5. Lawyer Shao's Advice: Two-Step Self-Check Method to Avoid Legal Risks
Combining the above four common types of gambling platforms, Lawyer Shao provides the following core advice to Web3 job seekers:
First, mentally establish a red line: Any business whose essence is “someone puts money on the line, and the platform profits through odds or leverage” — no matter if it is called a contract, GameFi, prediction market, or payment technology — will most likely be treated as involving gambling in judicial practice.
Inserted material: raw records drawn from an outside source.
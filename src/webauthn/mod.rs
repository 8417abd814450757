//! `WebAuthn` implementation
//!
//! This module provides the ceremony level of the verifier: parsing of
//! authenticator and client data, the signature counter policy, extension
//! checks, and the registration and authentication orchestrators built on
//! the attestation and trust modules.

pub mod authentication;
pub mod authenticator_data;
pub mod cbor;
pub mod client_data;
pub mod counter;
pub mod crypto;
mod errors;
pub mod extensions;
pub mod registration;
mod service;
pub mod settings;
mod types;

// Re-exports for public use
pub use authenticator_data::{AttestedCredentialData, AuthenticatorData, AuthenticatorFlags};
pub use client_data::{
    CeremonyType, CollectedClientData, IgnoreTokenBindingHandler, TokenBinding,
    TokenBindingHandler, TokenBindingNotSupportedHandler, TokenBindingStatus,
};
pub use counter::{check_counter, CounterChecker, StrictCounterChecker};
pub use errors::{ClientDataCheck, ErrorKind, WebAuthnError};
pub use extensions::{
    ExtensionInputs, ExtensionOutputChecker, ExtensionOutputs, RequestedExtensionsChecker,
};
pub use service::{generate_user_handle, WebAuthnService};
pub use settings::WebAuthnSettings;
pub use types::*;
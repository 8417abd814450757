//! Certificate chain validation
//!
//! A trust path is accepted when one of the trusted roots anchors it. Path
//! building, expiry, signatures and basic constraints are delegated to the
//! `OpenSSL` verifier; revocation is checked afterwards on the verified path.

use std::collections::HashSet;

use log::debug;
use openssl::stack::Stack;
use openssl::x509::store::X509StoreBuilder;
use openssl::x509::verify::X509VerifyFlags;
use openssl::x509::{X509StoreContext, X509};

use super::revocation::RevocationChecker;
use crate::webauthn::crypto::{openssl_error, pem_to_x509};
use crate::webauthn::WebAuthnError;

/// Longest accepted chain, trust anchor excluded
pub const MAX_CHAIN_DEPTH: usize = 5;

/// Validates an attestation trust path against trusted roots
pub trait CertificateChainValidator: Send + Sync {
    /// Check a leaf-first PEM chain against PEM trust anchors
    ///
    /// # Errors
    /// Returns `DuplicateCertificatesInChain`, `RevokedCertificate` or
    /// `CertificateChain` when no root validates the chain
    fn check(&self, chain: &[String], trusted_roots: &[String]) -> Result<(), WebAuthnError>;
}

/// `OpenSSL` backed chain validator with optional CRL checks
#[derive(Clone, Default)]
pub struct CertificateChainChecker {
    revocation: Option<RevocationChecker>,
}

impl CertificateChainChecker {
    /// Validator without revocation checks
    #[must_use]
    pub fn new() -> Self {
        Self::default()
    }

    /// Check every non-root certificate of a validated path against CRLs
    #[must_use]
    pub fn with_revocation(mut self, revocation: RevocationChecker) -> Self {
        self.revocation = Some(revocation);
        self
    }

    fn der(cert: &X509) -> Result<Vec<u8>, WebAuthnError> {
        cert.to_der().map_err(openssl_error("certificate DER"))
    }

    /// Run path validation against a single anchor, returning the verified
    /// path (leaf first, anchor last) or the verifier's reason
    fn verify_path(chain: &[X509], root: &X509) -> Result<Result<Vec<X509>, String>, WebAuthnError> {
        let mut store = X509StoreBuilder::new().map_err(openssl_error("X509 store"))?;
        store
            .add_cert(root.clone())
            .map_err(openssl_error("trust anchor"))?;
        // Anchors from metadata are often intermediates
        store
            .set_flags(X509VerifyFlags::PARTIAL_CHAIN)
            .map_err(openssl_error("verify flags"))?;
        let store = store.build();

        let mut intermediates = Stack::new().map_err(openssl_error("certificate stack"))?;
        for cert in &chain[1..] {
            intermediates
                .push(cert.clone())
                .map_err(openssl_error("certificate stack"))?;
        }

        let mut context = X509StoreContext::new().map_err(openssl_error("verify context"))?;
        context
            .init(&store, &chain[0], &intermediates, |ctx| {
                if ctx.verify_cert()? {
                    let path: Vec<X509> = ctx
                        .chain()
                        .map(|path| path.iter().map(ToOwned::to_owned).collect())
                        .unwrap_or_default();
                    Ok(Ok(path))
                } else {
                    Ok(Err(ctx.error().error_string().to_string()))
                }
            })
            .map_err(openssl_error("chain verification"))
    }

    fn check_revocation(&self, path: &[X509]) -> Result<(), WebAuthnError> {
        let Some(revocation) = &self.revocation else {
            return Ok(());
        };
        for pair in path.windows(2) {
            revocation.check(&pair[0], &pair[1])?;
        }
        Ok(())
    }
}

impl CertificateChainValidator for CertificateChainChecker {
    fn check(&self, chain: &[String], trusted_roots: &[String]) -> Result<(), WebAuthnError> {
        if chain.is_empty() {
            return Err(WebAuthnError::CertificateChain(
                "Empty certificate chain".to_string(),
            ));
        }
        if trusted_roots.is_empty() {
            return Err(WebAuthnError::CertificateChain(
                "No trusted root certificates available".to_string(),
            ));
        }

        let chain = chain
            .iter()
            .map(|pem| pem_to_x509(pem))
            .collect::<Result<Vec<_>, _>>()?;
        let chain_der = chain
            .iter()
            .map(Self::der)
            .collect::<Result<Vec<_>, _>>()?;

        let mut last_reason = String::from("no trusted root matched");
        for root_pem in trusted_roots {
            let root = pem_to_x509(root_pem)?;
            let root_der = Self::der(&root)?;

            // A self-signed attestation certificate that is itself trusted
            if chain_der.len() == 1 && chain_der[0] == root_der {
                debug!("✅ Attestation certificate is a trusted root");
                return Ok(());
            }

            let mut merged: Vec<&Vec<u8>> = chain_der.iter().collect();
            merged.push(&root_der);
            let distinct = merged.iter().collect::<HashSet<_>>().len();
            if distinct != merged.len() {
                return Err(WebAuthnError::DuplicateCertificatesInChain);
            }

            if chain.len() > MAX_CHAIN_DEPTH {
                last_reason = format!("chain longer than {MAX_CHAIN_DEPTH} certificates");
                continue;
            }

            match Self::verify_path(&chain, &root)? {
                Ok(path) => {
                    self.check_revocation(&path)?;
                    debug!("✅ Certificate chain validated ({} certificates)", path.len());
                    return Ok(());
                }
                Err(reason) => {
                    debug!("Chain does not validate against trusted root: {reason}");
                    last_reason = reason;
                }
            }
        }

        Err(WebAuthnError::CertificateChain(format!(
            "No trusted root validates the chain: {last_reason}"
        )))
    }
}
When specifically searching for a job, you can apply the “two-step self-check method” to assess risks:
First, look at the overall model of the platform (consider the big picture): Carefully examine the project white paper, official website introduction, and product gameplay; as long as the overall logic approaches that of the Web3 gambling platform, contract betting, or betting payment channel mentioned above, you should be highly cautious and consider carefully before taking the job.
Then focus on your specific job responsibilities (consider the details): Clearly ascertain whether your actual functions involve betting logic, lottery rules, odds models, liquidation mechanisms, recharge and withdrawal processes, or funds clearing and settlement, concerning high-risk areas; as long as you deeply participate, it will be difficult to sever responsibility with “I’m just writing code.”
If you can identify risks early and decisively refuse offers, you can often avoid getting entangled in criminal matters. Once involved in such projects, job seekers face often more than just “changing jobs,” but the dual cost of restricted personal freedom and career interruption.